=== TASK TO COMPLETE ===
Reproduce exactly the lines from the top of the records below through the line holding "assert!(!is_safe_method(&Method::DELETE));".
RAW DATA Block Start
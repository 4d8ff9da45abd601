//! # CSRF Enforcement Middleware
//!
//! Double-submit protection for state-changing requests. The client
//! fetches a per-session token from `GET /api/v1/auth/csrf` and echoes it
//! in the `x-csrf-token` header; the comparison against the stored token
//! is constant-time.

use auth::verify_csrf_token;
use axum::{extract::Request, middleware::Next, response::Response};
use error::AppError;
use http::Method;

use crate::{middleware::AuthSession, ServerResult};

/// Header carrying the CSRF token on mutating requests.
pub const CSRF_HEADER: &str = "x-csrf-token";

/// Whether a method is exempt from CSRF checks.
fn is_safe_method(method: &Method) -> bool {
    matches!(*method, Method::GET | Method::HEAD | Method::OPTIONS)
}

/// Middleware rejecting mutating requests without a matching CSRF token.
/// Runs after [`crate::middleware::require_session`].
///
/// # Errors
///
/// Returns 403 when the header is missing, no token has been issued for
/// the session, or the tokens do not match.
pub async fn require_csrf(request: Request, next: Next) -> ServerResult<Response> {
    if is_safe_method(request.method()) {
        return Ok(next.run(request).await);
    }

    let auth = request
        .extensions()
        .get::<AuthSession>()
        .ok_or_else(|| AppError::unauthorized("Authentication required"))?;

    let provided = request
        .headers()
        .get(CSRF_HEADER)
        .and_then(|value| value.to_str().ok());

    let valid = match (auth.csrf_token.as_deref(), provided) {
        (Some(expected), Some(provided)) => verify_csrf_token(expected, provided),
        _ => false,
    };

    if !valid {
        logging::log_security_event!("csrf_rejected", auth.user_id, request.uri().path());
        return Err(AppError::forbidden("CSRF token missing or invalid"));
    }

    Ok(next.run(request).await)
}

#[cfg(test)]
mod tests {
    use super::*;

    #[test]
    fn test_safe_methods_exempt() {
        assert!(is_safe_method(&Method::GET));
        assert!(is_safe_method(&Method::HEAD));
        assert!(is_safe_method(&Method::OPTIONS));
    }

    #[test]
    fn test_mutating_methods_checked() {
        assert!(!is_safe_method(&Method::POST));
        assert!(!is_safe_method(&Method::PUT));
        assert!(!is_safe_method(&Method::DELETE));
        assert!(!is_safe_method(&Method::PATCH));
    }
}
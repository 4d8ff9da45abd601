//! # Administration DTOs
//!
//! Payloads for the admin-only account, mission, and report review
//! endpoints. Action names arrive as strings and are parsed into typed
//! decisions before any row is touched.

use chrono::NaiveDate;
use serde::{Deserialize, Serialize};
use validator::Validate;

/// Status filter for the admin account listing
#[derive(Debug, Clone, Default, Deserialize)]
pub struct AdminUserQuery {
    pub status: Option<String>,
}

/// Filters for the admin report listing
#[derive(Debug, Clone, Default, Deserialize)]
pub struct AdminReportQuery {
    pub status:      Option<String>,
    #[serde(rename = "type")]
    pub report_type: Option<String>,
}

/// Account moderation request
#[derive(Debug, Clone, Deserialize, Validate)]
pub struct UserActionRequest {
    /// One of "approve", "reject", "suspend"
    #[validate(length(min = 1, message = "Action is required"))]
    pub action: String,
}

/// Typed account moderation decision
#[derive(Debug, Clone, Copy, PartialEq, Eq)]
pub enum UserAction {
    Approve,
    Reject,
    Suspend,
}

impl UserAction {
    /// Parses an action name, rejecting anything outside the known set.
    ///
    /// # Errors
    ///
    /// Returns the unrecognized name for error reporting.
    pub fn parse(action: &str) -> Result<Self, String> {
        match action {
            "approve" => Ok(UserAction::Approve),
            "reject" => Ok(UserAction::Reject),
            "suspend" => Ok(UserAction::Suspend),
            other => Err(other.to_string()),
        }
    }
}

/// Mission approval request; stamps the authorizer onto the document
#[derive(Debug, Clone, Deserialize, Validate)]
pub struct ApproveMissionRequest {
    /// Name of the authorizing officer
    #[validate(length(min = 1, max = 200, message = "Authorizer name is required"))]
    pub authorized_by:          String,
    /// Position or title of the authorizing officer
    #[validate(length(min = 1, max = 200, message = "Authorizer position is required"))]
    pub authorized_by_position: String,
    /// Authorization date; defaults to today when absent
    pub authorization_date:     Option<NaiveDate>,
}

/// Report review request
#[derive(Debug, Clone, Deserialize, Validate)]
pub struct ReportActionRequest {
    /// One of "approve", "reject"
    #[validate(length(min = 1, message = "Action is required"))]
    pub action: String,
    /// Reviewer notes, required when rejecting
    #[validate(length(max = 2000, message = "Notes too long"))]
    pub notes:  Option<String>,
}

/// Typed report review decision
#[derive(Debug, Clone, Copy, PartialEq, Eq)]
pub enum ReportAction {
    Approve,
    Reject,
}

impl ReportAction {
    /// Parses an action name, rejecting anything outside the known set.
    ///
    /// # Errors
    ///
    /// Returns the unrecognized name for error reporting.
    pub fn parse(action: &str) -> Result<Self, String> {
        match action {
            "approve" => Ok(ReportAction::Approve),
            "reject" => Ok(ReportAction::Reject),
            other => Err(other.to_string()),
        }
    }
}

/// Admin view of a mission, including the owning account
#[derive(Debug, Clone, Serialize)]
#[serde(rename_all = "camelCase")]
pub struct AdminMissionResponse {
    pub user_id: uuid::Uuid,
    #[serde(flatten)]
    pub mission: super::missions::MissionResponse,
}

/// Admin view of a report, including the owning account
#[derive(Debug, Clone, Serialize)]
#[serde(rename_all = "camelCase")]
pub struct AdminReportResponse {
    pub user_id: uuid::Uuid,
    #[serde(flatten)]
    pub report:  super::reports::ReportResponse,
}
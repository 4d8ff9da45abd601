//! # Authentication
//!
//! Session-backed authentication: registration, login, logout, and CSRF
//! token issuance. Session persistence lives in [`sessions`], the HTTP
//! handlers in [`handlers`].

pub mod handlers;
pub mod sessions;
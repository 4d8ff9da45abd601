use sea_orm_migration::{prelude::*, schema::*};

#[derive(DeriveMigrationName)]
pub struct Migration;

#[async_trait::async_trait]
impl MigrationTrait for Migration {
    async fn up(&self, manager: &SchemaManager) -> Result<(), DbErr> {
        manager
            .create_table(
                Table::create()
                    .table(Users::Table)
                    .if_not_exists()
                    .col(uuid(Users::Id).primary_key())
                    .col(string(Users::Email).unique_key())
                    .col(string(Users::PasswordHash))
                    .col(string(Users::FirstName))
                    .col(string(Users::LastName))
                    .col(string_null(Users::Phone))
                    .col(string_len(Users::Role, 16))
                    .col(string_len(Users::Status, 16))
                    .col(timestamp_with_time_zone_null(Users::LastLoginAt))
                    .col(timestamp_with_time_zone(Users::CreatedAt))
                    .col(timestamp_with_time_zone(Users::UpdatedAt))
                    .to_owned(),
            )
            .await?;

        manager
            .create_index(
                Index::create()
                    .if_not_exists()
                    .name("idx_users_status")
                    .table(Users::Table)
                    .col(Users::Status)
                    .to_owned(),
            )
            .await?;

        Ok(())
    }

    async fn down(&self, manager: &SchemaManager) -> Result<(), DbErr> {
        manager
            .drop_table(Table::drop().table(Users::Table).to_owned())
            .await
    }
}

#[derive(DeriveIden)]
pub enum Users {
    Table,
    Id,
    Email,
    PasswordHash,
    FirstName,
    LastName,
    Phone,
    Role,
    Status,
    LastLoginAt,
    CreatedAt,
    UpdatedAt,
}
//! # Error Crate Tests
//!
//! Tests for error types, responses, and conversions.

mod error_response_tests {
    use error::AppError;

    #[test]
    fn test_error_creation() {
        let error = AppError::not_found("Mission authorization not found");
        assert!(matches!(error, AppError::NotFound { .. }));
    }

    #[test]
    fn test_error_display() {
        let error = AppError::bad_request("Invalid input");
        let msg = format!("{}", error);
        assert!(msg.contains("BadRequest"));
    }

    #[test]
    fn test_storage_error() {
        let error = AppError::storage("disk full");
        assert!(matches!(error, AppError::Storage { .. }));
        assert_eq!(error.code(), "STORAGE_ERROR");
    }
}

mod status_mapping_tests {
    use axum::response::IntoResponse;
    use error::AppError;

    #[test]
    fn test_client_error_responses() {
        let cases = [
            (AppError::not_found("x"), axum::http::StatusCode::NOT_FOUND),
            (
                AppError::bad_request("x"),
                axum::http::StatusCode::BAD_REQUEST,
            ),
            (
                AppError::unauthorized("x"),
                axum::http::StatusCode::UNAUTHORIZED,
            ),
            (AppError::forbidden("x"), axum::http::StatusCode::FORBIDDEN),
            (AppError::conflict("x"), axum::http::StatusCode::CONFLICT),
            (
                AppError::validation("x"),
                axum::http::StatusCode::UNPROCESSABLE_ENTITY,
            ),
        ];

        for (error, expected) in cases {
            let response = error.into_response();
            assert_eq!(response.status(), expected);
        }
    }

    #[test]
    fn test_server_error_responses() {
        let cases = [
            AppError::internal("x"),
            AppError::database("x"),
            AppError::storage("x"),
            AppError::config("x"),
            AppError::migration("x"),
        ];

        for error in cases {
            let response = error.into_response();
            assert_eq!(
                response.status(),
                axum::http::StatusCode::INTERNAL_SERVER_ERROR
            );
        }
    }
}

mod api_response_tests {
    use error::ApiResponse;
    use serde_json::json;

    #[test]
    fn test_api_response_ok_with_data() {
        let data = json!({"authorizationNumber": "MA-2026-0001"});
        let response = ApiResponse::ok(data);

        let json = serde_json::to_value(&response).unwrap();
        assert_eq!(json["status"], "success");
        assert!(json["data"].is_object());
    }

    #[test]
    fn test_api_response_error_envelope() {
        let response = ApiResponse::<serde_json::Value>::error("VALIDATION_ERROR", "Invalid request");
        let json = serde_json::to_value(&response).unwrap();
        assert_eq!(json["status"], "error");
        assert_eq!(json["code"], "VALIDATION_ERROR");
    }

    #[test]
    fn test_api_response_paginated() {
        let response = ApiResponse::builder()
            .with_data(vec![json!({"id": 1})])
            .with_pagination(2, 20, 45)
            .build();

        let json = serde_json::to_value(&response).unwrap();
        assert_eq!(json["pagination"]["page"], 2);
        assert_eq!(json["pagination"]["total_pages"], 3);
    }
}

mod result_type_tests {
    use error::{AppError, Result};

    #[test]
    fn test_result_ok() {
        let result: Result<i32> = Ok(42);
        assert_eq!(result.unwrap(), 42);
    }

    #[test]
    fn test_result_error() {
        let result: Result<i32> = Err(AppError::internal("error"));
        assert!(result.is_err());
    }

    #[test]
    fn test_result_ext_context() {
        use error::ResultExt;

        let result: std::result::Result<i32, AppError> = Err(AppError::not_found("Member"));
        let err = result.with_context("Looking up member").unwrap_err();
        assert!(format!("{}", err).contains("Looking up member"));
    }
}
RAW DATA Block End
=== RESULT OF THIS EXERCISE ===
repository 4d8ff9da45abd601
//! # CSRF Enforcement Middleware
//!
//! Double-submit protection for state-changing requests. The client
//! fetches a per-session token from `GET /api/v1/auth/csrf` and echoes it
//! in the `x-csrf-token` header; the comparison against the stored token
//! is constant-time.

use auth::verify_csrf_token;
use axum::{extract::Request, middleware::Next, response::Response};
use error::AppError;
use http::Method;

use crate::{middleware::AuthSession, ServerResult};

/// Header carrying the CSRF token on mutating requests.
pub const CSRF_HEADER: &str = "x-csrf-token";

/// Whether a method is exempt from CSRF checks.
fn is_safe_method(method: &Method) -> bool {
    matches!(*method, Method::GET | Method::HEAD | Method::OPTIONS)
}

/// Middleware rejecting mutating requests without a matching CSRF token.
/// Runs after [`crate::middleware::require_session`].
///
/// # Errors
///
/// Returns 403 when the header is missing, no token has been issued for
/// the session, or the tokens do not match.
pub async fn require_csrf(request: Request, next: Next) -> ServerResult<Response> {
    if is_safe_method(request.method()) {
        return Ok(next.run(request).await);
    }

    let auth = request
        .extensions()
        .get::<AuthSession>()
        .ok_or_else(|| AppError::unauthorized("Authentication required"))?;

    let provided = request
        .headers()
        .get(CSRF_HEADER)
        .and_then(|value| value.to_str().ok());

    let valid = match (auth.csrf_token.as_deref(), provided) {
        (Some(expected), Some(provided)) => verify_csrf_token(expected, provided),
        _ => false,
    };

    if !valid {
        logging::log_security_event!("csrf_rejected", auth.user_id, request.uri().path());
        return Err(AppError::forbidden("CSRF token missing or invalid"));
    }

    Ok(next.run(request).await)
}

#[cfg(test)]
mod tests {
    use super::*;

    #[test]
    fn test_safe_methods_exempt() {
        assert!(is_safe_method(&Method::GET));
        assert!(is_safe_method(&Method::HEAD));
        assert!(is_safe_method(&Method::OPTIONS));
    }

    #[test]
    fn test_mutating_methods_checked() {
        assert!(!is_safe_method(&Method::POST));
        assert!(!is_safe_method(&Method::PUT));
        assert!(!is_safe_method(&Method::DELETE));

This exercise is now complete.